Records from a collection
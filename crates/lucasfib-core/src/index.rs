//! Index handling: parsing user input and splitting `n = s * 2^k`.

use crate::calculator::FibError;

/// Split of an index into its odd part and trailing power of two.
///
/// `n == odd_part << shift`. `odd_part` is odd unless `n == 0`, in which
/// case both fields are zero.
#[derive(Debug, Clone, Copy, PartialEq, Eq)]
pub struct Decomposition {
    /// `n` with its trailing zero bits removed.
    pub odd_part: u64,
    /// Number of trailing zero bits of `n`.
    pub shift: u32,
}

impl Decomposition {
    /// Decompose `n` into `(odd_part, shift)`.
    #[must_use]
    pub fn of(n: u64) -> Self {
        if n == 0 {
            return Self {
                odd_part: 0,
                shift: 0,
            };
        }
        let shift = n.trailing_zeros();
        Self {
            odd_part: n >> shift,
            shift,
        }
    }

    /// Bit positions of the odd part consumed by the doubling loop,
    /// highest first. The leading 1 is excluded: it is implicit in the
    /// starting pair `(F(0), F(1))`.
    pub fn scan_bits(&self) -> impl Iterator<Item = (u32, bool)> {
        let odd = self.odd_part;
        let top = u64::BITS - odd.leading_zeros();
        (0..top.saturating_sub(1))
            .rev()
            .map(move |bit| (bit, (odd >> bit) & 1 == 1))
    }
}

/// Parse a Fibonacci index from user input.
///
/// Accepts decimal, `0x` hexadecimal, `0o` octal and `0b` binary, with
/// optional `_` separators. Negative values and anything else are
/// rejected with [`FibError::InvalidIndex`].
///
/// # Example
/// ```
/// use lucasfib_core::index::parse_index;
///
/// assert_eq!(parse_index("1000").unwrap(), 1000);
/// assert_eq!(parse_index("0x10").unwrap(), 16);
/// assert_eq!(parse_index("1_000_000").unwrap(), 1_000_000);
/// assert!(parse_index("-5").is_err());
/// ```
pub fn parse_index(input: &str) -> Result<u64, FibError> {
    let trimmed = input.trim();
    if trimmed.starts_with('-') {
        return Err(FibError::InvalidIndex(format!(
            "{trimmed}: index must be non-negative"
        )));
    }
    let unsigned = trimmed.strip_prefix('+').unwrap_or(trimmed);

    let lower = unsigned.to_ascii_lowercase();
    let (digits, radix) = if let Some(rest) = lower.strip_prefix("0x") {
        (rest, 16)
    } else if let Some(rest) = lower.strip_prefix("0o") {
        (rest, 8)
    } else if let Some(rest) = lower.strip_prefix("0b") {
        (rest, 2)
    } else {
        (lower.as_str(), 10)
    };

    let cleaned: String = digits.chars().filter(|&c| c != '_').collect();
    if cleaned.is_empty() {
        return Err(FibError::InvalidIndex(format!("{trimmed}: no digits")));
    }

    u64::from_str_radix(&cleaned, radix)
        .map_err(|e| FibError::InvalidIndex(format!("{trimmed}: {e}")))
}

DESCRIPTION OF THE TASK: Whenever a line above includes the string "digits", copy it.

REPLY TO THE TASK:
    let (digits, radix) = if let Some(rest) = lower.strip_prefix("0x") {
    let cleaned: String = digits.chars().filter(|&c| c != '_').collect();
        return Err(FibError::InvalidIndex(format!("{trimmed}: no digits")));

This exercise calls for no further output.